# [Your assignment]
From the entries, copy every line that carries the string "shift".

# [Dataset records]
◆ ◆ ◆ ◆
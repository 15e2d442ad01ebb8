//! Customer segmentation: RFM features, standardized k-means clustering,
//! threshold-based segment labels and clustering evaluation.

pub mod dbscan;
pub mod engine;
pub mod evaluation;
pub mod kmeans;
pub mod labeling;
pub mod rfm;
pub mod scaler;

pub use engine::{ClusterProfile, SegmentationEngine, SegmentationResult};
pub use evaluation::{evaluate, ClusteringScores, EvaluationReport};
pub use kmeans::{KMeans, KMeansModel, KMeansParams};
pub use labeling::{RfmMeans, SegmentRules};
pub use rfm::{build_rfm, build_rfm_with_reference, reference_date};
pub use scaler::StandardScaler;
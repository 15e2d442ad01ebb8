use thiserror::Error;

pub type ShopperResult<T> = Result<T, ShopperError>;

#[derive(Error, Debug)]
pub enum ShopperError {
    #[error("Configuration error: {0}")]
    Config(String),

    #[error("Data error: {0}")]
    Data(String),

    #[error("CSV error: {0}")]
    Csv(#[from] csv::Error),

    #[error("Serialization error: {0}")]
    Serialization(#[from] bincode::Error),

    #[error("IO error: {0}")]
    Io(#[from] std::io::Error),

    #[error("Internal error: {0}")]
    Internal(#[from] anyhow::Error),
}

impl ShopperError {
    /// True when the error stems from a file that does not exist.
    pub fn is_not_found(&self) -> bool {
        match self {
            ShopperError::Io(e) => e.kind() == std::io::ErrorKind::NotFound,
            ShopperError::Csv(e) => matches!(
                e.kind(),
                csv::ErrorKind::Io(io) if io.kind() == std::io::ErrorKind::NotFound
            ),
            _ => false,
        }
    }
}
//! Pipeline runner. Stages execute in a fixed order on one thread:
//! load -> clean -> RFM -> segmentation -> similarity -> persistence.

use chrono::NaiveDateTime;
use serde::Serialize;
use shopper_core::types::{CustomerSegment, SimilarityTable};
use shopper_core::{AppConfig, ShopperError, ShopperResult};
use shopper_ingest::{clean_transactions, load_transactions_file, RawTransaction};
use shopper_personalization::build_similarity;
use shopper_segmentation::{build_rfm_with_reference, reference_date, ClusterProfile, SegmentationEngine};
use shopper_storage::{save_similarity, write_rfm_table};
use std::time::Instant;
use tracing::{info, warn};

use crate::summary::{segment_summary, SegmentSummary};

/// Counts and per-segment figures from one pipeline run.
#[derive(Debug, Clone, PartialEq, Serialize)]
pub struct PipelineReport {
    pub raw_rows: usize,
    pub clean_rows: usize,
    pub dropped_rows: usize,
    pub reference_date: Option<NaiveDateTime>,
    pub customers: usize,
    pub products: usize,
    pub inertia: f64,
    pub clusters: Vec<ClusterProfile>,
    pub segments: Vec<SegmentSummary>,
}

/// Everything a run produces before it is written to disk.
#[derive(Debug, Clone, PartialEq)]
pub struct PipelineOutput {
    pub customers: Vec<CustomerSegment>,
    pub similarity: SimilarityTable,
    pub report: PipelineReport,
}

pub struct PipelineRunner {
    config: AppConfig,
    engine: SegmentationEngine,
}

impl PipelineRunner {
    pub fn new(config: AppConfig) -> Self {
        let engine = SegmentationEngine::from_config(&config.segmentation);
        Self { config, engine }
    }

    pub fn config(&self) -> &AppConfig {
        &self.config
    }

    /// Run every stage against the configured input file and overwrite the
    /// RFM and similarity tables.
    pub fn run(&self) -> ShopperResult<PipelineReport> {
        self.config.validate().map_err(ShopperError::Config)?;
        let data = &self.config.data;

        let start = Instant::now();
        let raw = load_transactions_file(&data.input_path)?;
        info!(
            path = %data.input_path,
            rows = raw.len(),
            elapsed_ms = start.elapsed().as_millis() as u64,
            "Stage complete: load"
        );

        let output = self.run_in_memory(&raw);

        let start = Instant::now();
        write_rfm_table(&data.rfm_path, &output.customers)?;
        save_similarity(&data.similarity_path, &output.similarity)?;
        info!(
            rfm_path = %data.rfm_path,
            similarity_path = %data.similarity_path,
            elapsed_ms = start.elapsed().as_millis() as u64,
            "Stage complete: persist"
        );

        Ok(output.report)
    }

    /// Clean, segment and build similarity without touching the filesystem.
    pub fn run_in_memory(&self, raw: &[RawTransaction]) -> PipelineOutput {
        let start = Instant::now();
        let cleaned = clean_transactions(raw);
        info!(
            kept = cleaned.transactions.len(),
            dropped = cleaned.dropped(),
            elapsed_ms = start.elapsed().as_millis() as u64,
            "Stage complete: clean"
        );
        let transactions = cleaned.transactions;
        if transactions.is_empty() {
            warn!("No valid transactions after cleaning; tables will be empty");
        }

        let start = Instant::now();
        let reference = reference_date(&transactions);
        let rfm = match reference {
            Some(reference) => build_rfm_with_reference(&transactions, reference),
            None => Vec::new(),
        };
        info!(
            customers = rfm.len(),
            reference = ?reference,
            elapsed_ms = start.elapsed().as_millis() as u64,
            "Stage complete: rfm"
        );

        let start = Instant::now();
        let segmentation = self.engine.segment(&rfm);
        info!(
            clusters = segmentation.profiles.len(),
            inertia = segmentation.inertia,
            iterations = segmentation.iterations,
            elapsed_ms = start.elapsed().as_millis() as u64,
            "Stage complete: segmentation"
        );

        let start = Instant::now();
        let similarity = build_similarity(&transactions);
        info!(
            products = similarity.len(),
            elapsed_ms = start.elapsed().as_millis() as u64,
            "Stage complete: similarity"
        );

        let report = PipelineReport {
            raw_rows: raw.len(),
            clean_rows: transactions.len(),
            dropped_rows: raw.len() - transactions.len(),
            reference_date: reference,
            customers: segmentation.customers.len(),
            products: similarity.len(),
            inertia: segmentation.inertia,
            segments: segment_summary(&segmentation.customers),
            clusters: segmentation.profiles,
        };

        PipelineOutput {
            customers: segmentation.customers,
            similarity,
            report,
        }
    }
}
◆ ◆ ◆ ◆
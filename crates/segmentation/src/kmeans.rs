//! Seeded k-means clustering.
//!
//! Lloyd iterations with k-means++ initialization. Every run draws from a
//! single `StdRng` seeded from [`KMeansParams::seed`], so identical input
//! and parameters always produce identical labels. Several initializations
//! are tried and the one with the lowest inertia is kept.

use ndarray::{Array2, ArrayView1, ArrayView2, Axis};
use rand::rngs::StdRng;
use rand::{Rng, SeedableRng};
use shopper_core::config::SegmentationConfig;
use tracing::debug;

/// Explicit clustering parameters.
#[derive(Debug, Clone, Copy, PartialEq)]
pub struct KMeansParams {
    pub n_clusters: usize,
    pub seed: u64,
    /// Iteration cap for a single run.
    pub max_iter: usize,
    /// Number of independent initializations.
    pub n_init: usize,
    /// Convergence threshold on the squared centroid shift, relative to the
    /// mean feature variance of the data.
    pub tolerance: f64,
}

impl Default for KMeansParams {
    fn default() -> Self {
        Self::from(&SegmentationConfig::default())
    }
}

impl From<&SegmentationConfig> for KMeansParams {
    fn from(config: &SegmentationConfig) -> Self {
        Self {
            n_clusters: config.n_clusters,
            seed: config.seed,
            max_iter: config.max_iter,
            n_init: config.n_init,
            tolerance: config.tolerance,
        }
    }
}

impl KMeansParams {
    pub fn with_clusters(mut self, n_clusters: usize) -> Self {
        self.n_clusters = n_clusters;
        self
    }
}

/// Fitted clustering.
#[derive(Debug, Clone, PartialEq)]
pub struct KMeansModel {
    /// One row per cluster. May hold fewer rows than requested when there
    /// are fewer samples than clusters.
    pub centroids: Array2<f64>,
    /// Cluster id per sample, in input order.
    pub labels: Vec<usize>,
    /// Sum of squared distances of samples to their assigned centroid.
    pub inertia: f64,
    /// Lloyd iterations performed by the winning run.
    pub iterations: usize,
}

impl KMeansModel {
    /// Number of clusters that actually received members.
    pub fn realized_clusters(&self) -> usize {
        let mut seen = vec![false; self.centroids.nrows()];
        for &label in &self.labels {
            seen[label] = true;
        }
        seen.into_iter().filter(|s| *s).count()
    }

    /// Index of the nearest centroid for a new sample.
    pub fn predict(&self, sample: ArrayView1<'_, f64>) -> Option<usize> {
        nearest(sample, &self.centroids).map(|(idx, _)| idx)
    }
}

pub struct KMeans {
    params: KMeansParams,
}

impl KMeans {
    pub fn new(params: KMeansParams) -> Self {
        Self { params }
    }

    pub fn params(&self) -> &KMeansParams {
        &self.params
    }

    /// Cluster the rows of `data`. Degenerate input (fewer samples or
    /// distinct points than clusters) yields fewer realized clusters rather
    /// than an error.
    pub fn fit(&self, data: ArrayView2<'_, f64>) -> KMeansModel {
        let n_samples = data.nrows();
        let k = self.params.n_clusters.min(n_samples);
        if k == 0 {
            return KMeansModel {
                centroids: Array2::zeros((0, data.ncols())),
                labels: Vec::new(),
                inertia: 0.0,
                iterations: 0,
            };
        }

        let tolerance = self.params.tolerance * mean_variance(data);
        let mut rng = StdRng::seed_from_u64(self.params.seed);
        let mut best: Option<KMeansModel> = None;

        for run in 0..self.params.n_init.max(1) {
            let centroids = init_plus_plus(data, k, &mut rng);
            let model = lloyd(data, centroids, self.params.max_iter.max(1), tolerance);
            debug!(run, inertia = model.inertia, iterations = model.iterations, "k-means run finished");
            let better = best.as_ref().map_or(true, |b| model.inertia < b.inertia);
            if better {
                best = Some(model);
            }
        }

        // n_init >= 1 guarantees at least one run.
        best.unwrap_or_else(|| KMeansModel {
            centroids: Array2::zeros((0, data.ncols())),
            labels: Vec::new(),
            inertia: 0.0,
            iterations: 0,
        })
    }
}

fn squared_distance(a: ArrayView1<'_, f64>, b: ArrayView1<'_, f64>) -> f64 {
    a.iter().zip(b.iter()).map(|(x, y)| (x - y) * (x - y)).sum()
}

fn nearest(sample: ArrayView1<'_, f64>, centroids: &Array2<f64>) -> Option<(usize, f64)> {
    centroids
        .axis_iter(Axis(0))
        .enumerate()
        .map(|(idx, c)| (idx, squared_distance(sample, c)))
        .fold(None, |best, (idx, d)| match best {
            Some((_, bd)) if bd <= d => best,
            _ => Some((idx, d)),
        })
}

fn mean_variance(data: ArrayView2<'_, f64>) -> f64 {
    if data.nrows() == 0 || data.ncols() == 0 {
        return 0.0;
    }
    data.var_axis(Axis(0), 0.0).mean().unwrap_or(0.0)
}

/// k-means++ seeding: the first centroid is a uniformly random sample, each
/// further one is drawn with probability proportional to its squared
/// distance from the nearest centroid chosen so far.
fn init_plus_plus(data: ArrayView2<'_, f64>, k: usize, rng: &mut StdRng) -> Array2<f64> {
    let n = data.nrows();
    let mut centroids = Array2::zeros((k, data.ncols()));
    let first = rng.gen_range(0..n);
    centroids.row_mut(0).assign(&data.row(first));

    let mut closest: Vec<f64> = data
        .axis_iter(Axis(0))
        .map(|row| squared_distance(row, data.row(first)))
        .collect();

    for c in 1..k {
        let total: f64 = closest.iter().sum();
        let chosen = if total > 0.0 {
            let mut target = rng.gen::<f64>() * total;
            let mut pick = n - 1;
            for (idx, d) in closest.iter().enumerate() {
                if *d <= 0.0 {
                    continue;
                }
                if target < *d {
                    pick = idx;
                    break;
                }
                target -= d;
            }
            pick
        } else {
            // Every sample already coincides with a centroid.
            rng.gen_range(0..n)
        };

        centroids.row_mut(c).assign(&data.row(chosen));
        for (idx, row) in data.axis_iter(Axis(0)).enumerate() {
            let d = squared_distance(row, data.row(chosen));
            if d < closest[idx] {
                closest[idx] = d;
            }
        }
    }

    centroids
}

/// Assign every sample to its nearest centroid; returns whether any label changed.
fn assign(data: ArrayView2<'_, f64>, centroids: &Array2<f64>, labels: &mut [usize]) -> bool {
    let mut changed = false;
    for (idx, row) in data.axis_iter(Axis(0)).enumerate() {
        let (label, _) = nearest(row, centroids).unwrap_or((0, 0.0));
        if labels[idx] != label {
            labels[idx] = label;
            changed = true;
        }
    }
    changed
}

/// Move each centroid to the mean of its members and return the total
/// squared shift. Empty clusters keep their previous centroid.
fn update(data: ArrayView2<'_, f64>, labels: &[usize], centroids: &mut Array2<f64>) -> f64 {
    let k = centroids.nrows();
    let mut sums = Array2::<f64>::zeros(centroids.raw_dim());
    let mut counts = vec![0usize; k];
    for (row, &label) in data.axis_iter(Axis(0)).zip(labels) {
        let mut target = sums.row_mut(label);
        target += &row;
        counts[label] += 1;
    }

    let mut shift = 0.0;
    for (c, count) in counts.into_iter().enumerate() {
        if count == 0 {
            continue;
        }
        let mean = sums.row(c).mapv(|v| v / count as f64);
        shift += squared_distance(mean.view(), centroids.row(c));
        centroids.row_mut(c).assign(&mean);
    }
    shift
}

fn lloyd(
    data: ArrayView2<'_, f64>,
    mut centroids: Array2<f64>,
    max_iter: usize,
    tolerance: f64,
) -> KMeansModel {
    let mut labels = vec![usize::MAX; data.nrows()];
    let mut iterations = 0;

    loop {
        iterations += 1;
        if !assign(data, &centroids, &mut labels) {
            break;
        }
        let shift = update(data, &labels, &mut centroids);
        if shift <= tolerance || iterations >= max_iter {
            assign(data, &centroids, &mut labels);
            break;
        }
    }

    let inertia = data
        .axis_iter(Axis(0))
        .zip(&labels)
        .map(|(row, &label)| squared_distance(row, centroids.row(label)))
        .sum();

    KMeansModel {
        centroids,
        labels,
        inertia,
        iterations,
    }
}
◆ ◆ ◆ ◆
# [Response to the task]
    /// Convergence threshold on the squared centroid shift, relative to the
/// squared shift. Empty clusters keep their previous centroid.
    let mut shift = 0.0;
        shift += squared_distance(mean.view(), centroids.row(c));
    shift
        let shift = update(data, &labels, &mut centroids);
        if shift <= tolerance || iterations >= max_iter {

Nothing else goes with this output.